Having lived here for the past 13 years it is worth mentioning before I leave. Wales is a small country that makes up 1/4th of the United Kingdom with a modest population of 3 million inhabitants. Famous for it’s mountain ranges of the Brecon Beacons and Snowdonia, it is a scenic country with inspiring landscape. It has a temperate climate with its fair share of rainfall. It also boasts historic castles and a kick-ass dragon on its flag too!
There are quaint little Welsh villages dotted along the A48 corridor and I check my speed dial as I had recently been caught speeding around this very place. The road opens on to a double carriage-way and I am surrounded by serenity of the green hills. Sheep graze peacefully despite the conditions and it is standard that I have to overtake a tractor. This does not last for long as the cement plains of Bridgend pours over the horizon.

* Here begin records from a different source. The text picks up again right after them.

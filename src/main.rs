use std::process;

use clap::Parser;
use commit_lint::Cli;

fn main() {
    // Initialize tracing subscriber with RUST_LOG environment variable support
    // Default to "warn" level if RUST_LOG is not set
    // Write to stderr so debug logs don't interfere with stdout output
    tracing_subscriber::fmt()
        .with_writer(std::io::stderr)
        .with_env_filter(
            tracing_subscriber::EnvFilter::try_from_default_env()
                .unwrap_or_else(|_| tracing_subscriber::EnvFilter::new("warn")),
        )
        .init();

    let cli = Cli::parse();

    if let Err(e) = cli.execute() {
        eprintln!("Error: {e}");

        // Print the full error chain if available
        let mut source = e.source();
        while let Some(err) = source {
            eprintln!("  Caused by: {err}");
            source = err.source();
        }

        process::exit(1);
    }
}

Bridgend is perhaps most famous in recent history for the suicide incidents that took place in 2008 where 24 young people took their own lives. Despite the UK being one of the wealthiest countries in the world there is still social unrest with a growing gap in the rich-poor divide. Many children live below the poverty line but there is an increase in stories of welfare fraud and politician embezzlement. The ongoing recession and youth riots of last year show the cracks in the British society. A mentality of “what the state can do for us” has been embedded into the young minds of today where some choose to become mothers and live off the taxpayers. Along with the other dole recipients they are quick to blame the foreigner for taking all the jobs who actually work hard to make a decent living. Why are we lacking the gumption to grab the opportunities laid out before us by those who strived and died to make this country great?
I zip up my coat, slip on the gloves and make sure my umbrella is at the ready and I stumble out of my car into the relentless rain. The car park is a five minute walk from the office building I work in so I begin on a slow trot past deserted industrial estates. With gale force winds I am only able to hold my umbrella at a near horizontal angle but it still isn’t good enough to prevent my trousers getting soaking wet. As I enter the building, a heavily accented, loud speaking colleague waits for me with a big grin on his face. “I bet you don’t get this crazy weather back home huh fella?”, while he holds the lift open for me. This is why I love Wales.
Despite their natural pessimistic approach on life, the Welsh are determined individuals with endless pride for their nation. Cardiff is one of the fastest growing capitals in Europe with huge investment. The constructions of the Millennium Stadium and the Wales Millennium Centre shows sign of intent in being a modern city. The best thing above all is the people with their big hearts and friendly banter. Strangers will not hesitate to give you their opinion or offer advice, I’ve known people in the last decade who would go out of their way to help me or make me feel welcome. Some of my Welsh friends are some of the greatest people you’ll ever meet. Sure, they’re a small country but there is such a fierce sense of patriotism in the air.